NEW YORK: The United States on Friday imposed sanctions on the Iran-based foundation that issued a multi-million-dollar bounty on the life of acclaimed “Satanic Verses” author Salman Rushdie, who was brutally attacked in August.
The sanctions are aimed at the “15 Khordad Foundation,” which the US Treasury Department says is affiliated with deceased Supreme Leader Ayatollah Ruhollah Khomeini, who originally issued a fatwa calling for Rushdie’s death in 1989.
A statement from US Secretary of State Antony Blinken said the United States is designating the group “for providing financial support for an act of terrorism.”
The foundation “maintains a multi-million dollar bounty on Rushdie,” the Treasury Department said, adding that as recently as 2012 the organization increased the bounty to $3.3 million.
In August Rushdie, 75, was stabbed several times in the neck and abdomen before he was due to give a talk in the state of New York.
He was air-lifted to a nearby hospital for emergency surgery, and though his condition improved in subsequent weeks, his agent has said the writer lost sight in one eye.

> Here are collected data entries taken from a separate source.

use std::collections::HashMap;

use crate::{
    normalize::normalize_key,
    schema::{Language, LanguageLevel},
};

/// Credit when the candidate is exactly one level short.
pub const ONE_LEVEL_SHORT_CREDIT: f64 = 0.5;
/// Credit when the requirement has a level but the candidate's is unknown.
pub const UNKNOWN_LEVEL_CREDIT: f64 = 0.5;

/// Credit (0.0..=1.0) one requirement earns from the candidate's level.
pub fn level_credit(candidate: Option<LanguageLevel>, required: Option<LanguageLevel>) -> f64 {
    let Some(required) = required else {
        return 1.0;
    };
    let Some(candidate) = candidate else {
        return UNKNOWN_LEVEL_CREDIT;
    };

    match required.ordinal() - candidate.ordinal() {
        gap if gap <= 0 => 1.0,
        1 => ONE_LEVEL_SHORT_CREDIT,
        _ => 0.0,
    }
}

/// Sum of per-requirement credits over the number of required languages.
///
/// A language the candidate does not list earns nothing; no requirements → 100.
pub fn score_languages(candidate: &[Language], required: &[Language]) -> f64 {
    let mut requirements: Vec<(String, Option<LanguageLevel>)> = Vec::new();
    for lang in required {
        if let Some(key) = normalize_key(&lang.name) {
            if !requirements.iter().any(|(existing, _)| *existing == key) {
                requirements.push((key, lang.level));
            }
        }
    }
    if requirements.is_empty() {
        return 100.0;
    }

    let mut spoken: HashMap<String, Option<LanguageLevel>> = HashMap::new();
    for lang in candidate {
        if let Some(key) = normalize_key(&lang.name) {
            spoken.entry(key).or_insert(lang.level);
        }
    }

    let earned: f64 = requirements
        .iter()
        .map(|(key, level)| match spoken.get(key) {
            Some(have) => level_credit(*have, *level),
            None => 0.0,
        })
        .sum();

    earned / requirements.len() as f64 * 100.0
}

#[cfg(test)]
mod tests {
    use super::*;

    fn lang(name: &str, level: Option<LanguageLevel>) -> Language {
        Language {
            name: name.into(),
            level,
        }
    }

    #[test]
    fn exact_level_is_full_credit() {
        let candidate = [lang("English", Some(LanguageLevel::B2))];
        assert_eq!(
            score_languages(&candidate, &[lang("english", Some(LanguageLevel::B2))]),
            100.0
        );
    }

    #[test]
    fn one_level_short_is_half_credit() {
        let candidate = [lang("English", Some(LanguageLevel::B2))];
        assert_eq!(
            score_languages(&candidate, &[lang("English", Some(LanguageLevel::C1))]),
            50.0
        );
    }

    #[test]
    fn two_levels_short_is_no_credit() {
        let candidate = [lang("English", Some(LanguageLevel::B2))];
        assert_eq!(
            score_languages(&candidate, &[lang("English", Some(LanguageLevel::C2))]),
            0.0
        );
    }

    #[test]
    fn native_exceeds_any_cefr_requirement() {
        assert_eq!(level_credit(Some(LanguageLevel::Native), Some(LanguageLevel::C2)), 1.0);
        assert_eq!(level_credit(Some(LanguageLevel::C2), Some(LanguageLevel::Native)), 0.5);
    }

    #[test]
    fn requirement_without_level_accepts_presence() {
        let candidate = [lang("Ukrainian", None)];
        assert_eq!(score_languages(&candidate, &[lang("Ukrainian", None)]), 100.0);
        assert_eq!(level_credit(None, Some(LanguageLevel::B1)), UNKNOWN_LEVEL_CREDIT);
    }

    #[test]
    fn averages_over_requirements() {
        let candidate = [
            lang("English", Some(LanguageLevel::B2)),
            lang("Polish", Some(LanguageLevel::A2)),
        ];
        let required = [
            lang("English", Some(LanguageLevel::B2)),
            lang("German", Some(LanguageLevel::B1)),
            lang("Polish", Some(LanguageLevel::B1)),
            lang("ENGLISH", Some(LanguageLevel::C2)),
        ];
        // English 1.0, German 0.0, Polish 0.5; the duplicate English is ignored
        assert!((score_languages(&candidate, &required) - 50.0).abs() < 1e-9);
    }

    #[test]
    fn no_requirements_is_full_score() {
        assert_eq!(score_languages(&[], &[]), 100.0);
    }
}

The British-American author had lived in hiding for years after Iran’s first supreme leader ordered Rushdie’s killing for what he deemed the blasphemous nature of “The Satanic Verses.”
The main suspect, Hadi Matar, a 24-year-old from New Jersey with roots in Lebanon, was arrested immediately after the attack on Rushdie. He pleaded not guilty during a hearing in New York state in mid-August.
The attack sparked outrage in the West but was praised by extremists in Muslim countries like Iran and Pakistan.
“The infamous fatwa was intended to incite terrorism and violence, bring about the death of Rushdie and his associates, and intimidate others,” Blinken’s statement on Friday read.
“The United States condemns such incitement and the attack on Rushdie in the strongest terms as a blatant assault on freedom of speech and an act of terrorism.”